Fluent times tables aren’t a nice extra – they decide a surprising amount of a child’s later success. Look closely in primary classrooms and you see the same pattern year after year: children who stumble in maths – not because they lack the mind for it, but because they lack the training.
One of the biggest stumbling blocks is the times tables. It looks harmless, almost old-fashioned. But a child who can’t recall 7×8 quickly and reliably loses time at every single step of every harder problem in later years. Time that’s then missing to understand the real task – the ratio, the fraction, the equation.
Knowing is not the same as recall
From parents we often hear: “But my child knows this – we practised it.” And usually that’s true. The child knows 7×8 = 56. Given time, they can work it out.
That’s exactly where the misunderstanding lies. In class, in a test, in mental arithmetic, what counts isn’t whether a child can solve a problem, but whether they can retrieve the answer – instantly, without deliberating, without reaching for their fingers. Cognitive science calls this the difference between reconstructed and automatic knowledge. Only once the basic facts are automatic does the mind have capacity free for the thinking that really matters.
What didn’t exist
We looked at what’s out there. Flashcards. Learning games. YouTube videos. A lot of it is good, and we still recommend it. Flashcards in particular are a surprisingly powerful tool.
But we couldn’t find a tool that trains exactly what matters in the real moment: fast, automatic recall under a small, friendly pressure that mirrors the test situation without stressing a child. Flashcards have no sense of time. Many apps rely on randomness instead of the individual child’s mistakes. And almost nothing makes why an answer is correct visible – most tools reward blind memorisation.
So we started
That’s how the first idea for Droptiply took shape. At that point it wasn’t a finished app but a list of convictions:
- Recall has to be practised under a gentle flow of time, not at complete leisure.

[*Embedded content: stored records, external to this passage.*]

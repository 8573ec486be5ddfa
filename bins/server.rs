use dotenvy::dotenv;
use tracing::{error, info};
use uuid::Uuid;

fn init_logging() {
    // 提前加载 .env，使得 RUST_LOG / LOG_FORMAT 生效
    dotenv().ok();
    common::utils::logging::init_logging_from_env();
    info!(service = "student-management", event = "logger_init", "tracing subscriber initialized");
}

fn main() -> std::process::ExitCode {
    init_logging();

    let service_id = Uuid::new_v4();
    let pid = std::process::id();
    let version = env!("CARGO_PKG_VERSION");

    // Panic 钩子：捕获异常并输出错误日志
    std::panic::set_hook(Box::new(move |info| {
        error!(
            service = "student-management",
            event = "panic",
            %service_id,
            pid,
            message = %info,
            "unhandled panic occurred"
        );
    }));

    // 线程数：优先 config.toml，其次环境变量 TOKIO_WORKER_THREADS
    let worker_threads = match configs::AppConfig::load_and_validate() {
        Ok(cfg) => cfg.server.worker_threads,
        Err(_) => std::env::var("TOKIO_WORKER_THREADS").ok().and_then(|v| v.parse::<usize>().ok()),
    };

    let mut builder = tokio::runtime::Builder::new_multi_thread();
    builder.enable_all();
    if let Some(w) = worker_threads { builder.worker_threads(w); }

    let rt = match builder.build() {
        Ok(rt) => rt,
        Err(e) => {
            error!(event = "runtime_build_failed", error = %e, "failed to build tokio runtime");
            return std::process::ExitCode::FAILURE;
        }
    };

    info!(
        service = "student-management",
        event = "start",
        %service_id,
        pid,
        version,
        threads = worker_threads.unwrap_or_default(),
        "student management service starting"
    );

    // server::run 在 Ctrl+C 时优雅停机后返回
    match rt.block_on(server::run()) {
        Ok(()) => {
            info!(event = "stop", %service_id, pid, "service stopped normally");
            std::process::ExitCode::SUCCESS
        }
        Err(e) => {
            error!(event = "run_failed", error = %e, "server::run returned error");
            std::process::ExitCode::FAILURE
        }
    }
}
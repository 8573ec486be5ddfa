//! Service layer: one service per entity, each a thin wrapper over its
//! repository trait.
//! - Separates HTTP handling from data access.
//! - Reuses entity definitions and inputs from the `models` crate.
//! - Turns unresolved identifiers into `ServiceError::NotFound`.

pub mod errors;
pub mod student;
pub mod department;
pub mod course;
pub mod enrollment;
#[cfg(test)]
pub mod test_support;
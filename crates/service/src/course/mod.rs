pub mod repository;
pub mod service;

pub use repository::{CourseRepository, SeaOrmCourseRepository};
pub use service::CourseService;
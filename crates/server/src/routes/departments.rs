use axum::{
    extract::{
        rejection::{JsonRejection, PathRejection},
        Path, State,
    },
    http::StatusCode,
    routing::{delete, get, post, put},
    Json, Router,
};
use models::department::{self, DepartmentInput};

use crate::errors::JsonApiError;
use crate::state::AppState;

/// Mounted under both `/Depatment` and `/departments`.
pub fn router() -> Router<AppState> {
    Router::new()
        .route("/getAllDepartment", get(list))
        .route("/getDepartment/:id", get(get_one))
        .route("/createDepartment", post(create))
        .route("/updateDepartment", put(update))
        .route("/deleteDepartment/:id", delete(remove))
}

#[utoipa::path(get, path = "/departments/getAllDepartment", tag = "departments",
    responses((status = 200, description = "OK", body = [crate::openapi::DepartmentDoc])))]
pub async fn list(State(state): State<AppState>) -> Result<Json<Vec<department::Model>>, JsonApiError> {
    Ok(Json(state.departments.list().await?))
}

#[utoipa::path(get, path = "/departments/getDepartment/{id}", tag = "departments",
    params(("id" = i32, Path, description = "Department id")),
    responses((status = 200, description = "OK", body = crate::openapi::DepartmentDoc), (status = 404, description = "Not Found")))]
pub async fn get_one(State(state): State<AppState>, id: Result<Path<i32>, PathRejection>) -> Result<Json<department::Model>, JsonApiError> {
    let Path(id) = id?;
    Ok(Json(state.departments.get(id).await?))
}

#[utoipa::path(post, path = "/departments/createDepartment", tag = "departments",
    request_body = crate::openapi::DepartmentDoc,
    responses((status = 200, description = "OK", body = crate::openapi::DepartmentDoc)))]
pub async fn create(State(state): State<AppState>, input: Result<Json<DepartmentInput>, JsonRejection>) -> Result<Json<department::Model>, JsonApiError> {
    let Json(input) = input?;
    Ok(Json(state.departments.create(input).await?))
}

#[utoipa::path(put, path = "/departments/updateDepartment", tag = "departments",
    request_body = crate::openapi::DepartmentDoc,
    responses((status = 200, description = "OK", body = crate::openapi::DepartmentDoc), (status = 400, description = "Missing idDepartment"), (status = 404, description = "Not Found")))]
pub async fn update(State(state): State<AppState>, input: Result<Json<DepartmentInput>, JsonRejection>) -> Result<Json<department::Model>, JsonApiError> {
    let Json(input) = input?;
    Ok(Json(state.departments.update(input).await?))
}

#[utoipa::path(delete, path = "/departments/deleteDepartment/{id}", tag = "departments",
    params(("id" = i32, Path, description = "Department id")),
    responses((status = 200, description = "Deleted"), (status = 404, description = "Not Found")))]
pub async fn remove(State(state): State<AppState>, id: Result<Path<i32>, PathRejection>) -> Result<StatusCode, JsonApiError> {
    let Path(id) = id?;
    state.departments.delete(id).await?;
    Ok(StatusCode::OK)
}
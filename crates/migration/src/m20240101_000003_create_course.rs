//! Create `course` table.
use sea_orm_migration::{prelude::*, schema::*};

#[derive(DeriveMigrationName)]
pub struct Migration;

#[async_trait::async_trait]
impl MigrationTrait for Migration {
    async fn up(&self, manager: &SchemaManager) -> Result<(), DbErr> {
        manager
            .create_table(
                Table::create()
                    .table(Course::Table)
                    .if_not_exists()
                    .col(pk_auto(Course::Id))
                    .col(string_len_null(Course::Name, 128))
                    .col(string_len_null(Course::Code, 32))
                    .col(integer_null(Course::Credit))
                    .to_owned(),
            )
            .await
    }

    async fn down(&self, manager: &SchemaManager) -> Result<(), DbErr> {
        manager.drop_table(Table::drop().table(Course::Table).to_owned()).await
    }
}

#[derive(DeriveIden)]
enum Course { Table, Id, Name, Code, Credit }
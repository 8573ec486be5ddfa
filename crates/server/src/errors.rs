use axum::extract::rejection::{JsonRejection, PathRejection};
use axum::http::StatusCode;
use axum::response::{IntoResponse, Response};
use axum::Json;
use service::errors::ServiceError;
use thiserror::Error;
use tracing::error;

/// JSON error body returned by every entity endpoint.
#[derive(Debug)]
pub struct JsonApiError {
    pub status: StatusCode,
    pub error: &'static str,
    pub detail: String,
}

impl JsonApiError {
    pub fn new(status: StatusCode, error: &'static str, detail: impl Into<String>) -> Self {
        Self { status, error, detail: detail.into() }
    }
}

impl IntoResponse for JsonApiError {
    fn into_response(self) -> Response {
        let body = serde_json::json!({"error": self.error, "detail": self.detail});
        (self.status, Json(body)).into_response()
    }
}

impl From<ServiceError> for JsonApiError {
    fn from(e: ServiceError) -> Self {
        match e {
            ServiceError::Validation(msg) => JsonApiError::new(StatusCode::BAD_REQUEST, "Bad Request", msg),
            ServiceError::NotFound(msg) => JsonApiError::new(StatusCode::NOT_FOUND, "Not Found", msg),
            ServiceError::Conflict(msg) => JsonApiError::new(StatusCode::CONFLICT, "Conflict", msg),
            ServiceError::Db(msg) => {
                error!(err = %msg, "database failure");
                JsonApiError::new(StatusCode::INTERNAL_SERVER_ERROR, "Internal Server Error", "unexpected database error")
            }
        }
    }
}

/// Non-numeric or out-of-range `{id}` segments.
impl From<PathRejection> for JsonApiError {
    fn from(r: PathRejection) -> Self {
        let status = r.status();
        JsonApiError::new(status, status.canonical_reason().unwrap_or("Bad Request"), r.body_text())
    }
}

/// Unparseable bodies and fields of the wrong type.
impl From<JsonRejection> for JsonApiError {
    fn from(r: JsonRejection) -> Self {
        let status = r.status();
        JsonApiError::new(status, status.canonical_reason().unwrap_or("Bad Request"), r.body_text())
    }
}

#[derive(Debug, Error)]
pub enum StartupError {
    #[error("invalid configuration: {0}")]
    InvalidConfig(String),
}

#[cfg(test)]
mod tests {
    use super::*;

    #[test]
    fn service_errors_map_to_status_codes() {
        let cases = [
            (ServiceError::Validation("x".into()), StatusCode::BAD_REQUEST),
            (ServiceError::not_found("Student", 1), StatusCode::NOT_FOUND),
            (ServiceError::Conflict("fk".into()), StatusCode::CONFLICT),
            (ServiceError::Db("down".into()), StatusCode::INTERNAL_SERVER_ERROR),
        ];
        for (err, status) in cases {
            assert_eq!(JsonApiError::from(err).status, status);
        }
    }

    #[test]
    fn db_failure_hides_driver_message() {
        let e = JsonApiError::from(ServiceError::Db("connection refused at 10.0.0.5:5432".into()));
        assert_eq!(e.status, StatusCode::INTERNAL_SERVER_ERROR);
        assert_eq!(e.detail, "unexpected database error");
    }

    #[test]
    fn not_found_keeps_detail() {
        let e = JsonApiError::from(ServiceError::not_found("Course", 999));
        assert_eq!(e.error, "Not Found");
        assert_eq!(e.detail, "Course not found with id: 999");
    }
}
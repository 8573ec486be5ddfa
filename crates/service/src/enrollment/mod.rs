pub mod repository;
pub mod service;

pub use repository::{EnrollmentRepository, SeaOrmEnrollmentRepository};
pub use service::EnrollmentService;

- The app should train what the child can’t yet do reliably – not whatever randomness throws up.
- Multiplication should be visible, as an area, not as a memorised string of symbols.
- No ads, no data collection. For a tool aimed at children that isn’t an option, it’s a duty.
How those convictions became a game mechanic with falling blocks is the subject of the next part of this series.
We believe children deserve to have someone build the tools that genuinely move them forward. That’s the whole reason Droptiply exists.